Prompt - Give every line from the entries that contains "main".

-------- Working data

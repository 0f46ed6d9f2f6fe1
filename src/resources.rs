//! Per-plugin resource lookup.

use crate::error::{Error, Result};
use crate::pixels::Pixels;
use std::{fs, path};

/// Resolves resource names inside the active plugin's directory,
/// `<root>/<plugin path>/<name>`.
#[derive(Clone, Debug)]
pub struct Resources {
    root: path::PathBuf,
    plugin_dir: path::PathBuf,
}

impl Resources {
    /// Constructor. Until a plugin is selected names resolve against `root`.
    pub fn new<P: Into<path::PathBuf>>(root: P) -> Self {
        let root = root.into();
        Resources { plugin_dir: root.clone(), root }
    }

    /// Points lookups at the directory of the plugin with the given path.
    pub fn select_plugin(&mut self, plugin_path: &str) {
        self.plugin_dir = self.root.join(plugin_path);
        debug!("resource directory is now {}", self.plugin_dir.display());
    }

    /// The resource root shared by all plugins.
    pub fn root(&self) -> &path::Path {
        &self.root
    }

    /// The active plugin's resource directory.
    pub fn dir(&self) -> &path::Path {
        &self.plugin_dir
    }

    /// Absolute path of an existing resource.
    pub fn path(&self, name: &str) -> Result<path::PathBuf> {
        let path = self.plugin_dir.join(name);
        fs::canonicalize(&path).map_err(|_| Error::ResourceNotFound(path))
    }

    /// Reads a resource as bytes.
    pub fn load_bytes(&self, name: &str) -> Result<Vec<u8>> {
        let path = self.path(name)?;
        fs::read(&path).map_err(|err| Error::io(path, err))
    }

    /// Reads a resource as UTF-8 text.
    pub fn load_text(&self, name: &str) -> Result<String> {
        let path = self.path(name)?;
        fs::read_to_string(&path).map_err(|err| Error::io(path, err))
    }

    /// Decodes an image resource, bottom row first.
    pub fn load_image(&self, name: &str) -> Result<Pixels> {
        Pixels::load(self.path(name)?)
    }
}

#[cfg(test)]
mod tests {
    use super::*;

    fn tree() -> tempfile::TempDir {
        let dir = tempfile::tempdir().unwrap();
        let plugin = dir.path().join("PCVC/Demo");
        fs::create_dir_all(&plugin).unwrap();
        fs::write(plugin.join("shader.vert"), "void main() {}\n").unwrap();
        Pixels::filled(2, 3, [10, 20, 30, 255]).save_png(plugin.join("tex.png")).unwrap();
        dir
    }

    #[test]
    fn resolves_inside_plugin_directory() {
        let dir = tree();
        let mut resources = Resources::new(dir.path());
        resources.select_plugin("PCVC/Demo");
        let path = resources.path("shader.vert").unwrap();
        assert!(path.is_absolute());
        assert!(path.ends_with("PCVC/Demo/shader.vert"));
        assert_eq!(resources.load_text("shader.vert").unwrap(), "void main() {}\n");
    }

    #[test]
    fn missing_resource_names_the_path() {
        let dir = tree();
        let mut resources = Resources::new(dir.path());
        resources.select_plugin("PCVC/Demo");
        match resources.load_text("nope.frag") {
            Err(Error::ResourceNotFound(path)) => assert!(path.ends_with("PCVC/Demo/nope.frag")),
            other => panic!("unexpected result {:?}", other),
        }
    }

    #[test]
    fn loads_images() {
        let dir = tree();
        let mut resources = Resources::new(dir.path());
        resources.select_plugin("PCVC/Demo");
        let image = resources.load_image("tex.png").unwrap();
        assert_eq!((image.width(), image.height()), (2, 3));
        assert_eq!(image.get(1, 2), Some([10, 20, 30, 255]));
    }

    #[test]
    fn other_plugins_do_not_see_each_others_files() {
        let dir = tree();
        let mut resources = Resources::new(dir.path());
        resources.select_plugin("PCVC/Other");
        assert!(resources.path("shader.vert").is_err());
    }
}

----------------

Written reply -
        fs::write(plugin.join("shader.vert"), "void main() {}\n").unwrap();
        assert_eq!(resources.load_text("shader.vert").unwrap(), "void main() {}\n");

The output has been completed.